JOURNAL ARTICLE

[Surgical principles and clinical experiences with the DUROM hip resurfacing system using a lateral approach]

Sascha Gravius, Torsten Mumme, Oliver Weber, Philipp Berdel, Dieter Christian Wirtz
Operative Orthopädie und Traumatologie 2009, 21 (6): 586-601
20087719

OBJECTIVE: Objective Bone-preserving hip resurfacing in young and active patients using a soft-tissue-sparing, modified transgluteal, lateral approach.

INDICATIONS: Primary hip osteoarthritis in physically active, working patients aged < 65 years (males) and < 60 years (females). Good bone quality.

CONTRAINDICATIONS: Male patients > or = 65 years of age, female patients > or = 60 years of age. Necrosis of the femoral head. Varus deformity of the femoral neck with a reduced horizontal femoral offset. Femoral head cysts (> 1 cm in diameter). Infection. Osteoporosis. Rheumatoid arthritis. Tumor. Reduced renal function. Leg length difference (> or = 1 cm). Metal allergy. Previous femoral neck fracture. Previous intertrochanteric femoral osteotomies.

SURGICAL TECHNIQUE: Supine position of the patient. Modified transgluteal, lateral approach to the hip joint. Luxation of the femoral head. First, reaming of the femoral head to improve visualization of the acetabular cup. Central positioning of the guide wire in the femoral neck in a slight valgus position of approximately +5 degrees to the anatomic collodiaphyseal (CCD) angle using the mechanical targeting device. Overdrilling of the central guide wire to the appropriate depth for the implant. Central insertion of the guide rod. Preparation of the femoral head over the guide rod using cylinder cutters one or two sizes larger than the smallest possible femoral component. Cement-free implantation of the acetabular component according to the predetermined definitive size of the femoral component. Final preparation of the femoral head using profile, surface and forming cutter. Following cemented implantation of the femoral component, repositioning of the hip joint and conclusion of the surgical procedure.

POSTOPERATIVE MANAGEMENT: Mobilization of the patient using two forearm crutches as of the 1st day after surgery. Removal of the Redon drains after 24 h. Partial weight bearing of 20 kg for 3 weeks under continuation of thrombosis prophylaxis. Limitation of hip flexion to 90 degrees during the first 6 postoperative weeks, and no adduction and forced external rotation allowed in order to avoid luxation. Avoidance of sports involving the loads of jumping and axial impact loading for 12 postoperative months.

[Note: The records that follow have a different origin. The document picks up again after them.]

//! Configuration management for Minipress services
//!
//! Supports loading configuration from:
//! - Environment variables (prefixed with APP__)
//! - Configuration files (config.toml, config.yaml)
//! - Default values
//!
//! The loaded `AppConfig` is handed explicitly to the database pool and the
//! notification dispatcher at startup; nothing reads it through a global.

use config::{Config, ConfigError, Environment, File};
use serde::{Deserialize, Serialize};
use std::time::Duration;

/// Main application configuration
#[derive(Debug, Clone, Deserialize, Serialize)]
pub struct AppConfig {
    /// Server configuration
    pub server: ServerConfig,

    /// Database configuration
    pub database: DatabaseConfig,

    /// Outgoing mail configuration
    pub mail: MailConfig,

    /// Notification dispatcher configuration
    pub notifier: NotifierConfig,

    /// Observability configuration
    pub observability: ObservabilityConfig,
}

#[derive(Debug, Clone, Deserialize, Serialize)]
pub struct ServerConfig {
    /// Host to bind to
    #[serde(default = "default_host")]
    pub host: String,

    /// Port to listen on
    #[serde(default = "default_port")]
    pub port: u16,

    /// Request timeout in seconds
    #[serde(default = "default_request_timeout")]
    pub request_timeout_secs: u64,

    /// Shutdown timeout in seconds
    #[serde(default = "default_shutdown_timeout")]
    pub shutdown_timeout_secs: u64,
}

#[derive(Debug, Clone, Deserialize, Serialize)]
pub struct DatabaseConfig {
    /// Primary database URL (for writes)
    pub url: String,

    /// Read replica URL (optional, falls back to primary)
    pub read_url: Option<String>,

    /// Maximum number of connections
    #[serde(default = "default_max_connections")]
    pub max_connections: u32,

    /// Minimum number of connections
    #[serde(default = "default_min_connections")]
    pub min_connections: u32,

    /// Connection timeout in seconds
    #[serde(default = "default_connect_timeout")]
    pub connect_timeout_secs: u64,

    /// Idle timeout in seconds
    #[serde(default = "default_idle_timeout")]
    pub idle_timeout_secs: u64,
}

#[derive(Debug, Clone, Deserialize, Serialize)]
pub struct MailConfig {
    /// Mail backend: smtp, memory
    #[serde(default = "default_mail_backend")]
    pub backend: String,

    /// SMTP relay host
    #[serde(default = "default_smtp_host")]
    pub smtp_host: String,

    /// SMTP relay port
    #[serde(default = "default_smtp_port")]
    pub smtp_port: u16,

    /// SMTP username (optional)
    pub smtp_username: Option<String>,

    /// SMTP password (optional)
    pub smtp_password: Option<String>,

    /// Sender address for outgoing mail
    pub sender: String,

    /// Recipient list for contact notifications
    #[serde(default)]
    pub recipients: Vec<String>,
}

#[derive(Debug, Clone, Deserialize, Serialize)]
pub struct NotifierConfig {
    /// Bounded queue capacity for pending notifications
    #[serde(default = "default_queue_capacity")]
    pub queue_capacity: usize,
}

#[derive(Debug, Clone, Deserialize, Serialize)]
pub struct ObservabilityConfig {
    /// Log level (debug, info, warn, error)
    #[serde(default = "default_log_level")]
    pub log_level: String,

    /// Enable JSON logging
    #[serde(default = "default_json_logging")]
    pub json_logging: bool,

    /// Service name for tracing
    #[serde(default = "default_service_name")]
    pub service_name: String,
}

// Default value functions
fn default_host() -> String { "0.0.0.0".to_string() }
fn default_port() -> u16 { 8080 }
fn default_request_timeout() -> u64 { 30 }
fn default_shutdown_timeout() -> u64 { 30 }
fn default_max_connections() -> u32 { 50 }
fn default_min_connections() -> u32 { 5 }
fn default_connect_timeout() -> u64 { 10 }
fn default_idle_timeout() -> u64 { 300 }
fn default_mail_backend() -> String { "smtp".to_string() }
fn default_smtp_host() -> String { "localhost".to_string() }
fn default_smtp_port() -> u16 { 587 }
fn default_queue_capacity() -> usize { 64 }
fn default_log_level() -> String { "info".to_string() }
fn default_json_logging() -> bool { true }
fn default_service_name() -> String { "minipress".to_string() }

impl AppConfig {
    /// Load configuration from environment and files
    pub fn load() -> Result<Self, ConfigError> {
        let env = std::env::var("APP_ENV").unwrap_or_else(|_| "development".to_string());

        let config = Config::builder()
            // Start with defaults
            .set_default("server.host", "0.0.0.0")?
            .set_default("server.port", 8080)?

            // Load base config file
            .add_source(File::with_name("config/default").required(false))

            // Load environment-specific config
            .add_source(File::with_name(&format!("config/{}", env)).required(false))

            // Load local overrides
            .add_source(File::with_name("config/local").required(false))

            // Load from environment variables with APP__ prefix
            // e.g., APP__SERVER__PORT=8081
            .add_source(
                Environment::with_prefix("APP")
                    .separator("__")
                    .try_parsing(true)
            )

            .build()?;

        config.try_deserialize()
    }

    /// Load from a specific TOML file
    pub fn from_file(path: &str) -> Result<Self, ConfigError> {
        let config = Config::builder()
            .add_source(File::with_name(path))
            .add_source(
                Environment::with_prefix("APP")
                    .separator("__")
                    .try_parsing(true)
            )
            .build()?;

        config.try_deserialize()
    }

    /// Get request timeout as Duration
    pub fn request_timeout(&self) -> Duration {
        Duration::from_secs(self.server.request_timeout_secs)
    }

    /// Get shutdown timeout as Duration
    pub fn shutdown_timeout(&self) -> Duration {
        Duration::from_secs(self.server.shutdown_timeout_secs)
    }

    /// Get the read database URL (falls back to primary)
    pub fn read_database_url(&self) -> &str {
        self.database.read_url.as_deref().unwrap_or(&self.database.url)
    }
}

impl Default for AppConfig {
    fn default() -> Self {
        Self {
            server: ServerConfig {
                host: default_host(),
                port: default_port(),
                request_timeout_secs: default_request_timeout(),
                shutdown_timeout_secs: default_shutdown_timeout(),
            },
            database: DatabaseConfig {
                url: "postgres://localhost/minipress".to_string(),
                read_url: None,
                max_connections: default_max_connections(),
                min_connections: default_min_connections(),
                connect_timeout_secs: default_connect_timeout(),
                idle_timeout_secs: default_idle_timeout(),
            },
            mail: MailConfig {
                backend: default_mail_backend(),
                smtp_host: default_smtp_host(),
                smtp_port: default_smtp_port(),
                smtp_username: None,
                smtp_password: None,
                sender: "noreply@localhost".to_string(),
                recipients: Vec::new(),
            },
            notifier: NotifierConfig {
                queue_capacity: default_queue_capacity(),
            },
            observability: ObservabilityConfig {
                log_level: default_log_level(),
                json_logging: default_json_logging(),
                service_name: default_service_name(),
            },
        }
    }
}

#[cfg(test)]
mod tests {
    use super::*;

    #[test]
    fn test_default_config() {
        let config = AppConfig::default();
        assert_eq!(config.server.port, 8080);
        assert_eq!(config.mail.backend, "smtp");
        assert_eq!(config.notifier.queue_capacity, 64);
    }

    #[test]
    fn test_read_database_fallback() {
        let config = AppConfig::default();
        assert_eq!(config.read_database_url(), "postgres://localhost/minipress");
    }

    #[test]
    fn test_recipients_default_empty() {
        let config = AppConfig::default();
        assert!(config.mail.recipients.is_empty());
    }
}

RESULTS: Analysis involved the pre- and postoperative functions of 72 patients with a total of 82 prostheses and a mean durability time of 29.2 +/- 11 months based on the Harris Hip Score (HHS), the modified UCLA (University of California, Los Angeles) activity index, and the Merle d'Aubigné Score. Postoperatively, prosthetic angle and femoral offset as well as periprosthetic signs of loosening/lytic areas were assessed by means of radiology and compared with the preoperative CCD angle and femoral offset. Compared to the preoperative evaluation, follow-up yielded a significant increase in the average HHS values (94 +/- 4.6 vs. 40.1 +/- 7 points), the modified UCLA activity index (8.9 +/- 2.6 vs. 4.6 +/- 2.2), and the Merle d'Aubigné Score (17.9 +/- 1.9 vs. 7.3 +/- 2.4; p < or = 0.05). In 98.8%, a solid osteointegration of the cup and femoral components was observed. The average deviation of the physiological CCD angle (136.6 degrees +/- 3.6 degrees ) from the postoperative angle of the prosthesis (142.6 degrees +/- 4.9 degrees ) was 6 degrees +/- 2.8 degrees . The postoperative femoral offset was reduced by an average of 2.3 mm compared to the preoperative offset. During clinical follow-up n = 2 prostheses (2.5%) required revision (one femoral neck fracture; one periarticular ossification [Brooker III]).